◆ What to work on ◆
The expected output is the first line of the data below and every line after it, up to and including the line containing "retracts removed ones", each reproduced exactly.

◆ Input material ◆
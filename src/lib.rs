//! # feed-mirror
//!
//! Library for mirroring a remote content feed onto a messaging destination.
//!
//! ## Design Philosophy
//!
//! feed-mirror is designed to be:
//! - **Eventually consistent** - Periodic reconciliation delivers missed posts and retracts removed ones
//! - **Resilient** - Truncated downloads resume, oversized files are split, failed deliveries roll back
//! - **Library-first** - No CLI; the embedding application provides the feed and messaging clients
//! - **Bounded** - Built packages wait in a bounded channel, so slow delivery throttles building
//!
//! ## Quick Start
//!
//! ```no_run
//! use feed_mirror::{Collaborators, Config, Mirror, MirrorContext, run_with_shutdown};
//! # use feed_mirror::{IdentityNormalizer, NoOpMetadataReader, MessagingClient, SourceClient};
//! # use std::sync::Arc;
//! # async fn clients() -> (Arc<dyn SourceClient>, Arc<dyn MessagingClient>) { unimplemented!() }
//!
//! #[tokio::main]
//! async fn main() -> Result<(), Box<dyn std::error::Error>> {
//!     let config = Config::from_json_file(std::path::Path::new("mirror.json"))?;
//!     let (source, messaging) = clients().await;
//!
//!     let ctx = MirrorContext::open(
//!         config,
//!         Collaborators {
//!             source,
//!             messaging,
//!             normalizer: Arc::new(IdentityNormalizer),
//!             metadata: Arc::new(NoOpMetadataReader),
//!         },
//!     )
//!     .await?;
//!
//!     run_with_shutdown(Mirror::new(ctx)).await?;
//!     Ok(())
//! }
//! ```

#![warn(missing_docs)]
#![warn(clippy::all)]
#![warn(clippy::unwrap_used)]
#![warn(clippy::expect_used)]

/// Artifact download, chunking and temporary storage
pub mod artifact;
/// Post package assembly
pub mod builder;
/// Interfaces to the feed, the messaging destination and helpers
pub mod clients;
/// Configuration types
pub mod config;
/// Delivery record persistence
pub mod db;
/// Package delivery and retraction
pub mod delivery;
/// Error types
pub mod error;
/// Archive expansion into audio tracks
pub mod extraction;
/// Feed scanning, live updates and the ingestion queue
pub mod ingest;
/// Build/delivery pipeline and the top-level runner
pub mod pipeline;
/// Retry logic with exponential backoff
pub mod retry;
/// Text splitting and file naming helpers
pub mod text;
/// Core value types
pub mod types;

#[allow(clippy::unwrap_used, clippy::expect_used)]
#[cfg(test)]
pub(crate) mod testing;

// Re-export commonly used types
pub use builder::{BuildWorker, PostPackage};
pub use clients::{
    IdentityNormalizer, MessagingClient, MetadataReader, NoOpMetadataReader, SourceClient,
    TextNormalizer,
};
pub use config::Config;
pub use db::StateStore;
pub use delivery::DeliveryWorker;
pub use error::{ArchiveError, DatabaseError, DeliveryError, Error, Result};
pub use ingest::{IngestQueue, LiveUpdateTracker, ReconciliationScanner};
pub use pipeline::{Collaborators, Mirror, MirrorContext, PackageBuilder, PipelineCoordinator};
pub use retry::{IsRetryable, RetryPolicy};
pub use types::{
    ArchiveRef, AudioRef, AudioTags, Comment, Cursor, FeedPage, MediaItem, MediaKind, MessageId,
    PollOutcome, PostId, SourcePost,
};

/// Run the mirror until a termination signal arrives or it fails.
///
/// On a signal the mirror is stopped, allowed to finish its current delivery,
/// and the state store is flushed and closed.
///
/// - **Unix:** listens for SIGTERM and SIGINT, with fallbacks if signal registration fails.
/// - **Windows/other:** listens for Ctrl+C via `tokio::signal::ctrl_c()`.
pub async fn run_with_shutdown(mirror: Mirror) -> Result<()> {
    let run = mirror.run();
    tokio::pin!(run);

    let finished = tokio::select! {
        result = &mut run => Some(result),
        _ = wait_for_signal() => None,
    };
    let result = match finished {
        Some(result) => result,
        None => {
            mirror.stop();
            run.await
        }
    };

    mirror.shutdown().await?;
    result
}

#[cfg(unix)]
async fn wait_for_signal() {
    use tokio::signal::unix::{SignalKind, signal};

    // Set up signal handlers - these may fail in restricted environments (containers, tests)
    let sigterm_result = signal(SignalKind::terminate());
    let sigint_result = signal(SignalKind::interrupt());

    match (sigterm_result, sigint_result) {
        (Ok(mut sigterm), Ok(mut sigint)) => {
            tokio::select! {
                _ = sigterm.recv() => {
                    tracing::info!("Received SIGTERM signal");
                }
                _ = sigint.recv() => {
                    tracing::info!("Received SIGINT signal (Ctrl+C)");
                }
            }
        }
        (Err(e), _) => {
            tracing::warn!(error = %e, "Could not register SIGTERM handler, waiting for SIGINT only");
            if let Ok(mut sigint) = signal(SignalKind::interrupt()) {
                sigint.recv().await;
                tracing::info!("Received SIGINT signal (Ctrl+C)");
            } else {
                tracing::error!("Could not register any signal handlers, using ctrl_c fallback");
                tokio::signal::ctrl_c().await.ok();
            }
        }
        (_, Err(e)) => {
            tracing::warn!(error = %e, "Could not register SIGINT handler, waiting for SIGTERM only");
            if let Ok(mut sigterm) = signal(SignalKind::terminate()) {
                sigterm.recv().await;
                tracing::info!("Received SIGTERM signal");
            } else {
                tracing::error!("Could not register any signal handlers, using ctrl_c fallback");
                tokio::signal::ctrl_c().await.ok();
            }
        }
    }
}

#[cfg(not(unix))]
async fn wait_for_signal() {
    match tokio::signal::ctrl_c().await {
        Ok(()) => {
            tracing::info!("Received Ctrl+C signal");
        }
        Err(e) => {
            tracing::error!(error = %e, "Failed to listen for Ctrl+C signal");
        }
    }
}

◆ Result for this task ◆
filename src/lib.rs
//! # feed-mirror
//!
//! Library for mirroring a remote content feed onto a messaging destination.
//!
//! ## Design Philosophy
//!
//! feed-mirror is designed to be:
//! - **Eventually consistent** - Periodic reconciliation delivers missed posts and retracts removed ones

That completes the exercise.